§ **INSTRUCTIONS FOR THE TASK**: Repeat each entry verbatim.
——
use crate::utils::error::{Result, SantaError};

pub trait Validate {
    fn validate(&self) -> Result<()>;
}

pub fn validate_path(field_name: &str, path: &str) -> Result<()> {
    if path.is_empty() {
        return Err(SantaError::InvalidConfigValueError {
            field: field_name.to_string(),
            value: path.to_string(),
            reason: "Path cannot be empty".to_string(),
        });
    }

    if path.contains('\0') {
        return Err(SantaError::InvalidConfigValueError {
            field: field_name.to_string(),
            value: path.to_string(),
            reason: "Path contains null bytes".to_string(),
        });
    }

    Ok(())
}

pub fn validate_positive_number(field_name: &str, value: usize, min_value: usize) -> Result<()> {
    if value < min_value {
        return Err(SantaError::InvalidConfigValueError {
            field: field_name.to_string(),
            value: value.to_string(),
            reason: format!("Value must be at least {}", min_value),
        });
    }
    Ok(())
}

pub fn validate_non_empty_string(field_name: &str, value: &str) -> Result<()> {
    if value.trim().is_empty() {
        return Err(SantaError::InvalidConfigValueError {
            field: field_name.to_string(),
            value: value.to_string(),
            reason: "Value cannot be empty or whitespace-only".to_string(),
        });
    }
    Ok(())
}

/// Participant names double as letter file names, so path-like characters
/// are rejected up front.
pub fn validate_participant_name(field_name: &str, name: &str) -> Result<()> {
    validate_non_empty_string(field_name, name)?;

    if name.contains('/') || name.contains('\\') || name.contains('\0') {
        return Err(SantaError::InvalidConfigValueError {
            field: field_name.to_string(),
            value: name.to_string(),
            reason: "Name must not contain path separators or null bytes".to_string(),
        });
    }

    Ok(())
}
——
§ **TASK OUTPUT**:
use crate::utils::error::{Result, SantaError};

pub trait Validate {
    fn validate(&self) -> Result<()>;
}

pub fn validate_path(field_name: &str, path: &str) -> Result<()> {
    if path.is_empty() {
        return Err(SantaError::InvalidConfigValueError {
            field: field_name.to_string(),
            value: path.to_string(),
            reason: "Path cannot be empty".to_string(),
        });
    }

    if path.contains('\0') {
        return Err(SantaError::InvalidConfigValueError {
            field: field_name.to_string(),
            value: path.to_string(),
            reason: "Path contains null bytes".to_string(),
        });
    }

    Ok(())
}

pub fn validate_positive_number(field_name: &str, value: usize, min_value: usize) -> Result<()> {
    if value < min_value {
        return Err(SantaError::InvalidConfigValueError {
            field: field_name.to_string(),
            value: value.to_string(),
            reason: format!("Value must be at least {}", min_value),
        });
    }
    Ok(())
}

pub fn validate_non_empty_string(field_name: &str, value: &str) -> Result<()> {
    if value.trim().is_empty() {
        return Err(SantaError::InvalidConfigValueError {
            field: field_name.to_string(),
            value: value.to_string(),
            reason: "Value cannot be empty or whitespace-only".to_string(),
        });
    }
    Ok(())
}

/// Participant names double as letter file names, so path-like characters
/// are rejected up front.
pub fn validate_participant_name(field_name: &str, name: &str) -> Result<()> {
    validate_non_empty_string(field_name, name)?;

    if name.contains('/') || name.contains('\\') || name.contains('\0') {
        return Err(SantaError::InvalidConfigValueError {
            field: field_name.to_string(),
            value: name.to_string(),
            reason: "Name must not contain path separators or null bytes".to_string(),
        });
    }

    Ok(())
}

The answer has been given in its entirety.